An appeal to the Supreme Court of India was filed only on 22 July and yet another medical board was tasked with examining the girl. Again, the medical advice was that termination of pregnancy was not safe either for the girl or the fetus and an abortion was refused. By this time, the girl was believed to be 32 weeks pregnant. However, even at this stage of pregnancy, an abortion is safer than carrying the pregnancy to term because the fetus is 8 weeks smaller than it will be at 40 weeks, substantially smaller.

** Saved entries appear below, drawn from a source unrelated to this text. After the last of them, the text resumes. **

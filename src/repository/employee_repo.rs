// ==========================================
// Org Structure Engine - Employee Repository
// ==========================================
// Responsibility: data access for the employees table
// Boundary: no business rules; tab-number grammar and counter upkeep
// live in rules / service
// ==========================================

use crate::db::open_sqlite_connection;
use crate::domain::org::Employee;
use crate::repository::error::{RepositoryError, RepositoryResult};
use chrono::{DateTime, NaiveDate, Utc};
use rusqlite::{params, Connection, Result as SqliteResult, Transaction};
use std::sync::{Arc, Mutex};

fn parse_utc(raw: &str) -> DateTime<Utc> {
    raw.parse::<DateTime<Utc>>().unwrap_or_else(|_| Utc::now())
}

/// Maps one employees row in full column order to the entity.
fn row_to_employee(row: &rusqlite::Row<'_>) -> SqliteResult<Employee> {
    Ok(Employee {
        id: row.get(0)?,
        tab_number: row.get(1)?,
        full_name: row.get(2)?,
        email: row.get(3)?,
        phone: row.get(4)?,
        department_id: row.get(5)?,
        position_id: row.get(6)?,
        manager_id: row.get(7)?,
        hire_date: row
            .get::<_, Option<String>>(8)?
            .and_then(|s| NaiveDate::parse_from_str(&s, "%Y-%m-%d").ok()),
        is_active: row.get(9)?,
        created_at: parse_utc(&row.get::<_, String>(10)?),
        updated_at: parse_utc(&row.get::<_, String>(11)?),
    })
}

// ==========================================
// EmployeeRepository
// ==========================================
/// Employee storage access keyed by surrogate id, with lookups over the
/// tab_number natural key.
pub struct EmployeeRepository {
    conn: Arc<Mutex<Connection>>,
}

impl EmployeeRepository {
    /// Opens a repository on the given database file.
    pub fn new(db_path: &str) -> RepositoryResult<Self> {
        let conn = open_sqlite_connection(db_path)
            .map_err(|e| RepositoryError::DatabaseConnectionError(e.to_string()))?;
        Ok(Self {
            conn: Arc::new(Mutex::new(conn)),
        })
    }

    /// Builds a repository over an already opened shared connection.
    pub fn from_connection(conn: Arc<Mutex<Connection>>) -> Self {
        Self { conn }
    }

    fn get_conn(&self) -> RepositoryResult<std::sync::MutexGuard<'_, Connection>> {
        self.conn
            .lock()
            .map_err(|e| RepositoryError::LockError(e.to_string()))
    }

    pub fn find_by_id(&self, id: &str) -> RepositoryResult<Option<Employee>> {
        let conn = self.get_conn()?;
        let result = conn.query_row(
            r#"
            SELECT id, tab_number, full_name, email, phone,
                   department_id, position_id, manager_id,
                   hire_date, is_active, created_at, updated_at
            FROM employees
            WHERE id = ?1
            "#,
            params![id],
            row_to_employee,
        );

        match result {
            Ok(employee) => Ok(Some(employee)),
            Err(rusqlite::Error::QueryReturnedNoRows) => Ok(None),
            Err(e) => Err(e.into()),
        }
    }

    /// Looks an employee up by the tab-number natural key.
    pub fn find_by_tab_number(&self, tab_number: &str) -> RepositoryResult<Option<Employee>> {
        let conn = self.get_conn()?;
        let result = conn.query_row(
            r#"
            SELECT id, tab_number, full_name, email, phone,
                   department_id, position_id, manager_id,
                   hire_date, is_active, created_at, updated_at
            FROM employees
            WHERE tab_number = ?1
            "#,
            params![tab_number],
            row_to_employee,
        );

        match result {
            Ok(employee) => Ok(Some(employee)),
            Err(rusqlite::Error::QueryReturnedNoRows) => Ok(None),
            Err(e) => Err(e.into()),
        }
    }

    /// Cheap existence probe used by duplicate checks.
    pub fn exists_by_tab_number(&self, tab_number: &str) -> RepositoryResult<bool> {
        let conn = self.get_conn()?;
        let count: i64 = conn.query_row(
            "SELECT COUNT(*) FROM employees WHERE tab_number = ?1",
            params![tab_number],
            |row| row.get(0),
        )?;
        Ok(count > 0)
    }

    /// Upserts an employee keyed by id.
    pub fn save(&self, employee: &Employee) -> RepositoryResult<()> {
        let conn = self.get_conn()?;
        let tx = conn.unchecked_transaction()?;
        Self::upsert_tx(&tx, employee)?;
        tx.commit()?;
        Ok(())
    }

    pub fn delete(&self, id: &str) -> RepositoryResult<()> {
        let conn = self.get_conn()?;
        conn.execute("DELETE FROM employees WHERE id = ?1", params![id])?;
        Ok(())
    }

    /// All employees of one department, name order.
    pub fn find_by_department(&self, department_id: &str) -> RepositoryResult<Vec<Employee>> {
        let conn = self.get_conn()?;
        let mut stmt = conn.prepare(
            r#"
            SELECT id, tab_number, full_name, email, phone,
                   department_id, position_id, manager_id,
                   hire_date, is_active, created_at, updated_at
            FROM employees
            WHERE department_id = ?1
            ORDER BY full_name
            "#,
        )?;

        let employees = stmt
            .query_map(params![department_id], row_to_employee)?
            .collect::<SqliteResult<Vec<Employee>>>()?;
        Ok(employees)
    }

    /// Live count of active employees in a department. The cached
    /// departments.employee_count must always equal this.
    pub fn count_by_department(&self, department_id: &str) -> RepositoryResult<i64> {
        let conn = self.get_conn()?;
        let count: i64 = conn.query_row(
            "SELECT COUNT(*) FROM employees WHERE department_id = ?1 AND is_active = 1",
            params![department_id],
            |row| row.get(0),
        )?;
        Ok(count)
    }

    /// Direct reports of one manager, name order.
    pub fn find_by_manager(&self, manager_id: &str) -> RepositoryResult<Vec<Employee>> {
        let conn = self.get_conn()?;
        let mut stmt = conn.prepare(
            r#"
            SELECT id, tab_number, full_name, email, phone,
                   department_id, position_id, manager_id,
                   hire_date, is_active, created_at, updated_at
            FROM employees
            WHERE manager_id = ?1
            ORDER BY full_name
            "#,
        )?;

        let employees = stmt
            .query_map(params![manager_id], row_to_employee)?
            .collect::<SqliteResult<Vec<Employee>>>()?;
        Ok(employees)
    }

    /// Substring search over name, tab number and email among active
    /// employees.
    ///
    /// # Arguments
    /// - query: raw search text, trimmed here
    /// - limit: result cap (0 or negative means no cap)
    pub fn search(&self, query: &str, limit: i32) -> RepositoryResult<Vec<Employee>> {
        let conn = self.get_conn()?;
        let pattern = format!("%{}%", query.trim());

        let sql = if limit > 0 {
            format!(
                r#"
                SELECT id, tab_number, full_name, email, phone,
                       department_id, position_id, manager_id,
                       hire_date, is_active, created_at, updated_at
                FROM employees
                WHERE is_active = 1
                  AND (full_name LIKE ?1 OR tab_number LIKE ?1 OR email LIKE ?1)
                ORDER BY full_name
                LIMIT {}
                "#,
                limit
            )
        } else {
            r#"
            SELECT id, tab_number, full_name, email, phone,
                   department_id, position_id, manager_id,
                   hire_date, is_active, created_at, updated_at
            FROM employees
            WHERE is_active = 1
              AND (full_name LIKE ?1 OR tab_number LIKE ?1 OR email LIKE ?1)
            ORDER BY full_name
            "#
            .to_string()
        };

        let mut stmt = conn.prepare(&sql)?;
        let employees = stmt
            .query_map(params![pattern], row_to_employee)?
            .collect::<SqliteResult<Vec<Employee>>>()?;
        Ok(employees)
    }

    /// All employees with pagination, tab-number order.
    ///
    /// # Arguments
    /// - limit: page size (0 or negative means all rows)
    /// - offset: pagination offset
    pub fn list_all(&self, limit: i32, offset: i32) -> RepositoryResult<Vec<Employee>> {
        let conn = self.get_conn()?;

        let sql = if limit > 0 {
            format!(
                r#"
                SELECT id, tab_number, full_name, email, phone,
                       department_id, position_id, manager_id,
                       hire_date, is_active, created_at, updated_at
                FROM employees
                ORDER BY tab_number
                LIMIT {} OFFSET {}
                "#,
                limit, offset
            )
        } else {
            r#"
            SELECT id, tab_number, full_name, email, phone,
                   department_id, position_id, manager_id,
                   hire_date, is_active, created_at, updated_at
            FROM employees
            ORDER BY tab_number
            "#
            .to_string()
        };

        let mut stmt = conn.prepare(&sql)?;
        let employees = stmt
            .query_map([], row_to_employee)?
            .collect::<SqliteResult<Vec<Employee>>>()?;
        Ok(employees)
    }

    /// Active employees only, tab-number order.
    pub fn find_all_active(&self) -> RepositoryResult<Vec<Employee>> {
        let conn = self.get_conn()?;
        let mut stmt = conn.prepare(
            r#"
            SELECT id, tab_number, full_name, email, phone,
                   department_id, position_id, manager_id,
                   hire_date, is_active, created_at, updated_at
            FROM employees
            WHERE is_active = 1
            ORDER BY tab_number
            "#,
        )?;

        let employees = stmt
            .query_map([], row_to_employee)?
            .collect::<SqliteResult<Vec<Employee>>>()?;
        Ok(employees)
    }

    /// Flips the active flag.
    pub fn set_active(&self, id: &str, active: bool) -> RepositoryResult<()> {
        let conn = self.get_conn()?;
        conn.execute(
            "UPDATE employees SET is_active = ?2, updated_at = ?3 WHERE id = ?1",
            params![id, active, Utc::now().to_rfc3339()],
        )?;
        Ok(())
    }

    // ===== Transaction-scoped helpers =====

    /// Upserts an employee inside the caller's transaction.
    pub(crate) fn upsert_tx(tx: &Transaction, employee: &Employee) -> RepositoryResult<()> {
        tx.execute(
            r#"
            INSERT INTO employees (
                id, tab_number, full_name, email, phone,
                department_id, position_id, manager_id,
                hire_date, is_active, created_at, updated_at
            ) VALUES (?1, ?2, ?3, ?4, ?5, ?6, ?7, ?8, ?9, ?10, ?11, ?12)
            ON CONFLICT(id) DO UPDATE SET
                tab_number = excluded.tab_number,
                full_name = excluded.full_name,
                email = excluded.email,
                phone = excluded.phone,
                department_id = excluded.department_id,
                position_id = excluded.position_id,
                manager_id = excluded.manager_id,
                hire_date = excluded.hire_date,
                is_active = excluded.is_active,
                updated_at = excluded.updated_at
            "#,
            params![
                employee.id,
                employee.tab_number,
                employee.full_name,
                employee.email,
                employee.phone,
                employee.department_id,
                employee.position_id,
                employee.manager_id,
                employee.hire_date.map(|d| d.to_string()),
                employee.is_active,
                employee.created_at.to_rfc3339(),
                employee.updated_at.to_rfc3339(),
            ],
        )?;
        Ok(())
    }

    /// find_by_id inside the caller's transaction.
    pub(crate) fn find_by_id_tx(tx: &Transaction, id: &str) -> RepositoryResult<Option<Employee>> {
        let result = tx.query_row(
            r#"
            SELECT id, tab_number, full_name, email, phone,
                   department_id, position_id, manager_id,
                   hire_date, is_active, created_at, updated_at
            FROM employees
            WHERE id = ?1
            "#,
            params![id],
            row_to_employee,
        );

        match result {
            Ok(employee) => Ok(Some(employee)),
            Err(rusqlite::Error::QueryReturnedNoRows) => Ok(None),
            Err(e) => Err(e.into()),
        }
    }

    /// find_by_tab_number inside the caller's transaction.
    pub(crate) fn find_by_tab_number_tx(
        tx: &Transaction,
        tab_number: &str,
    ) -> RepositoryResult<Option<Employee>> {
        let result = tx.query_row(
            r#"
            SELECT id, tab_number, full_name, email, phone,
                   department_id, position_id, manager_id,
                   hire_date, is_active, created_at, updated_at
            FROM employees
            WHERE tab_number = ?1
            "#,
            params![tab_number],
            row_to_employee,
        );

        match result {
            Ok(employee) => Ok(Some(employee)),
            Err(rusqlite::Error::QueryReturnedNoRows) => Ok(None),
            Err(e) => Err(e.into()),
        }
    }

    /// delete inside the caller's transaction, so the caller can
    /// recompute the former department's counter before committing.
    pub(crate) fn delete_tx(tx: &Transaction, id: &str) -> RepositoryResult<()> {
        tx.execute("DELETE FROM employees WHERE id = ?1", params![id])?;
        Ok(())
    }

    /// Unlinks every subordinate of a manager. Run before deleting the
    /// manager row; manager_id references employees(id).
    pub(crate) fn clear_manager_tx(tx: &Transaction, manager_id: &str) -> RepositoryResult<usize> {
        let cleared = tx.execute(
            "UPDATE employees SET manager_id = NULL, updated_at = ?2 WHERE manager_id = ?1",
            params![manager_id, Utc::now().to_rfc3339()],
        )?;
        Ok(cleared)
    }
}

When a story like this hits the news, other similar stories also find their way into the media. This is currently happening. On 17 July, the Kerala High Court denied abortion to a 12- year- old girl child raped by her 14 –year- old brother and 28 weeks pregnant. The judgement was based on medical advice from the government medical college hospital who advised the judge that medical termination would be more hazardous than carrying the pregnancy to term.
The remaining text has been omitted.